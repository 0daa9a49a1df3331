//! Query model
//!
//! A [`DbQuery`] describes one SELECT over entities of the catalog: its tables
//! and the joins between them, the selected columns, WHERE/HAVING predicates,
//! grouping, sorting, paging and flags. It is a plain value: compiling it
//! (see [`crate::compiler`]) never modifies it, and variants such as a count
//! query or another page are derived with [`DbQuery::to_count`] and
//! [`DbQuery::with_window`].
//!
//! ```ignore
//! let mut query = DbQuery::new(catalog, "Order")?;
//! query
//!     .join(EntityJoin::new("Customer").via("customer").loose())?
//!     .add_cond_eq("status", "T1", "OPEN")?
//!     .add_sort_by("orderDate", "T1", "DESC")?;
//! let compiled = compiler.compile(&query.with_window(0, 10))?;
//! ```

use log::{debug, warn};
use std::fmt;
use std::sync::Arc;

use crate::catalog::{EntityModel, MetadataProvider, SqlType};

pub mod alias;
pub mod cond;
pub mod errors;
pub mod join_resolver;
pub mod link_query;
pub mod pruning;
pub mod query_def;
pub mod table;
pub mod value;
pub mod var;

pub use cond::{ColumnName, Cond, Separator, SqlOp};
pub use errors::QueryError;
pub use link_query::link_query;
pub use query_def::{QuerySpec, QuerySpecError};
pub use table::{JoinKind, JoinedLink, Table};
pub use value::{BindValue, Key, NOW, TODAY};
pub use var::{Const, SortDirection, SortVar, Var, VarExpr, Visibility, TEMPLATE_ARG};

/// Options of [`DbQuery::join`]: which entity to add and how to attach it.
#[derive(Debug, Clone)]
pub struct EntityJoin {
    pub entity: String,
    pub alias: Option<String>,
    pub link_name: Option<String>,
    pub target_alias: Option<String>,
    pub kind: JoinKind,
    pub select_all_columns: bool,
    pub join_filter: Option<JoinFilter>,
}

impl EntityJoin {
    /// Strict join, all columns selected, link found automatically.
    pub fn new(entity: impl Into<String>) -> Self {
        Self {
            entity: entity.into(),
            alias: None,
            link_name: None,
            target_alias: None,
            kind: JoinKind::Strict,
            select_all_columns: true,
            join_filter: None,
        }
    }

    pub fn alias(mut self, alias: impl Into<String>) -> Self {
        self.alias = Some(alias.into());
        self
    }

    /// Join through the link (or back-reference) of that name.
    pub fn via(mut self, link_name: impl Into<String>) -> Self {
        self.link_name = Some(link_name.into());
        self
    }

    /// Restrict the named link to the table with this alias.
    pub fn from(mut self, target_alias: impl Into<String>) -> Self {
        self.target_alias = Some(target_alias.into());
        self
    }

    pub fn kind(mut self, kind: JoinKind) -> Self {
        self.kind = kind;
        self
    }

    pub fn loose(self) -> Self {
        self.kind(JoinKind::Loose)
    }

    pub fn cartesian(self) -> Self {
        self.kind(JoinKind::None)
    }

    pub fn without_columns(mut self) -> Self {
        self.select_all_columns = false;
        self
    }

    pub fn filter(mut self, filter: JoinFilter) -> Self {
        self.join_filter = Some(filter);
        self
    }
}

=-=-=-=-=

### Task directions
Starting from the line that contains "pub fn alias(mut", reproduce each line of the data exactly through the last one.

### The completed task
    pub fn alias(mut self, alias: impl Into<String>) -> Self {
        self.alias = Some(alias.into());
        self
    }

    /// Join through the link (or back-reference) of that name.
    pub fn via(mut self, link_name: impl Into<String>) -> Self {
        self.link_name = Some(link_name.into());
        self
    }

    /// Restrict the named link to the table with this alias.
    pub fn from(mut self, target_alias: impl Into<String>) -> Self {
        self.target_alias = Some(target_alias.into());
        self
    }

    pub fn kind(mut self, kind: JoinKind) -> Self {
        self.kind = kind;
        self
    }

    pub fn loose(self) -> Self {
        self.kind(JoinKind::Loose)
    }

    pub fn cartesian(self) -> Self {
        self.kind(JoinKind::None)
    }

    pub fn without_columns(mut self) -> Self {
        self.select_all_columns = false;
        self
    }

    pub fn filter(mut self, filter: JoinFilter) -> Self {
        self.join_filter = Some(filter);
        self
    }
}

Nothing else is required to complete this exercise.